Np95 is regulated by E1A during mitotic reactivation of terminally differentiated cells and is essential for S phase entry

Abstract

Terminal differentiation exerts a remarkably tight control on cell proliferation. However, the oncogenic products of DNA tumor viruses, such as adenovirus E1A, can force postmitotic cells to proliferate, thus representing a powerful tool to study progression into S phase. In this study, we identified the gene encoding Np95, a murine nuclear phosphoprotein, as an early target of E1A-induced transcriptional events.
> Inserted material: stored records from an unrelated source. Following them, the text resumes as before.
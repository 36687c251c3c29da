use crate::map::SpawnKind;
use crate::types::{Facing, Point};
use serde::Serialize;

pub type EntityId = u32;

/// The player always carries this id; enemies count up from 1.
pub const PLAYER_ID: EntityId = 0;

#[derive(Debug, Clone, Copy, PartialEq, Eq, Hash, Serialize)]
pub enum EnemyArchetype {
    Slytherin,
    DarkWizard,
}

// Closed set of actor kinds, fixed at construction
#[derive(Debug, Clone, Copy, PartialEq, Eq, Hash, Serialize)]
pub enum EntityKind {
    Player,
    Enemy(EnemyArchetype),
    DeathEater,
    Dementor,
}

impl From<SpawnKind> for EntityKind {
    fn from(kind: SpawnKind) -> Self {
        match kind {
            SpawnKind::Slytherin => EntityKind::Enemy(EnemyArchetype::Slytherin),
            SpawnKind::DarkWizard => EntityKind::Enemy(EnemyArchetype::DarkWizard),
            SpawnKind::DeathEater => EntityKind::DeathEater,
            SpawnKind::Dementor => EntityKind::Dementor,
        }
    }
}

#[derive(Debug, Clone, Copy, PartialEq, Eq, Serialize)]
pub enum DementorState {
    Chasing,
    Attached,
    Fleeing,
}

// Scripted knockback after a disarm hit on a Slytherin
#[derive(Debug, Clone, Copy, PartialEq)]
pub struct FallState {
    pub direction: Point,
    pub timer: f64,
}

/// Mutable per-actor record shared by the player and every enemy kind.
#[derive(Debug, Clone)]
pub struct Entity {
    pub id: EntityId,
    pub kind: EntityKind,
    pub position: Point,
    pub radius: f64,
    pub health: f64,
    pub max_health: f64,
    pub current_zone_id: String,
    pub facing: Facing,
    pub is_moving: bool,
    pub is_casting: bool,
    pub cast_timer: f64,
    pub is_stunned: bool,
    pub stun_timer: f64,
    pub anim_time: f64,
    // AI-only
    pub target_door: Option<Point>,
    pub is_fleeing: bool,
    pub attached_to: Option<EntityId>,
    pub last_fire_time: Option<f64>,
    pub fall: Option<FallState>,
}

impl Entity {
    pub fn new(
        id: EntityId,
        kind: EntityKind,
        position: Point,
        zone_id: &str,
        radius: f64,
        max_health: f64,
    ) -> Self {
        Entity {
            id,
            kind,
            position,
            radius,
            health: max_health,
            max_health,
            current_zone_id: zone_id.to_string(),
            facing: Facing::Down,
            is_moving: false,
            is_casting: false,
            cast_timer: 0.0,
            is_stunned: false,
            stun_timer: 0.0,
            anim_time: 0.0,
            target_door: None,
            is_fleeing: false,
            attached_to: None,
            last_fire_time: None,
            fall: None,
        }
    }

    pub fn is_player(&self) -> bool {
        self.kind == EntityKind::Player
    }

    pub fn is_dementor(&self) -> bool {
        self.kind == EntityKind::Dementor
    }

    pub fn is_alive(&self) -> bool {
        self.health > 0.0
    }

    /// Movement and attacks are gated while stunned, casting, or falling.
    pub fn can_act(&self) -> bool {
        !self.is_stunned && !self.is_casting && self.fall.is_none()
    }

    pub fn dementor_state(&self) -> Option<DementorState> {
        if !self.is_dementor() {
            return None;
        }
        Some(if self.is_fleeing {
            DementorState::Fleeing
        } else if self.attached_to.is_some() {
            DementorState::Attached
        } else {
            DementorState::Chasing
        })
    }

    /// Subtracts damage, clamping at zero. Returns the health actually lost.
    pub fn take_damage(&mut self, amount: f64) -> f64 {
        let before = self.health;
        self.health = (self.health - amount.max(0.0)).max(0.0);
        before - self.health
    }

    pub fn stun(&mut self, duration: f64) {
        self.is_stunned = true;
        self.stun_timer = self.stun_timer.max(duration);
    }

    pub fn start_cast(&mut self, duration: f64) {
        self.is_casting = true;
        self.cast_timer = duration;
    }

    // Casting pose countdown plus the walk-cycle clock the renderer reads
    pub fn advance_animation(&mut self, dt: f64) {
        if self.is_casting {
            self.cast_timer -= dt;
            if self.cast_timer <= 0.0 {
                self.cast_timer = 0.0;
                self.is_casting = false;
            }
        }
        if self.is_moving {
            self.anim_time += dt;
        } else {
            self.anim_time = 0.0;
        }
    }

    /// Counts down the stun timer. Returns true on the tick the stun wears off.
    pub fn tick_stun(&mut self, dt: f64) -> bool {
        if !self.is_stunned {
            return false;
        }
        self.stun_timer -= dt;
        if self.stun_timer <= 0.0 {
            self.stun_timer = 0.0;
            self.is_stunned = false;
            return true;
        }
        false
    }

    pub fn view(&self) -> EntityView {
        EntityView {
            id: self.id,
            kind: self.kind,
            position: self.position,
            radius: self.radius,
            health: self.health,
            max_health: self.max_health,
            zone_id: self.current_zone_id.clone(),
            facing: self.facing,
            is_moving: self.is_moving,
            anim_time: self.anim_time,
            is_casting: self.is_casting,
            is_stunned: self.is_stunned,
            is_falling: self.fall.is_some(),
            dementor_state: self.dementor_state(),
        }
    }
}

/// Read-only copy of an entity for the renderer.
#[derive(Debug, Clone, PartialEq, Serialize)]
pub struct EntityView {
    pub id: EntityId,
    pub kind: EntityKind,
    pub position: Point,
    pub radius: f64,
    pub health: f64,
    pub max_health: f64,
    pub zone_id: String,
    pub facing: Facing,
    pub is_moving: bool,
    /// Seconds spent walking without a stop; drives the walk bob.
    pub anim_time: f64,
    pub is_casting: bool,
    pub is_stunned: bool,
    pub is_falling: bool,
    pub dementor_state: Option<DementorState>,
}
In terminally differentiated (TD) cells, the activation of Np95 was specifically induced by E1A, but not by overexpression of E2F-1 or of the cyclin E (cycE)–cyclin-dependent kinase 2 (cdk2) complex. In addition, the concomitant expression of Np95 and of cycE–cdk2 was alone sufficient to induce S phase in TD cells. In NIH-3T3 cells, the expression of Np95 was tightly regulated during the cell cycle, and its functional ablation resulted in abrogation of DNA synthesis. Thus, expression of Np95 is essential for S phase entry. Previous evidence suggested that E1A, in addition to its well characterized effects on the pRb/E2F-1 pathway, activates a parallel and complementary pathway that is also required for the reentry in S phase of TD cells (Tiainen, M., D. Spitkousky, P. Jansen-Dürr, A. Sacchi, and M. Crescenzi. 1996. Mol. Cell. Biol. 16:5302–5312). From our results, Np95 appears to possess all the characteristics to represent the first molecular determinant identified in this pathway.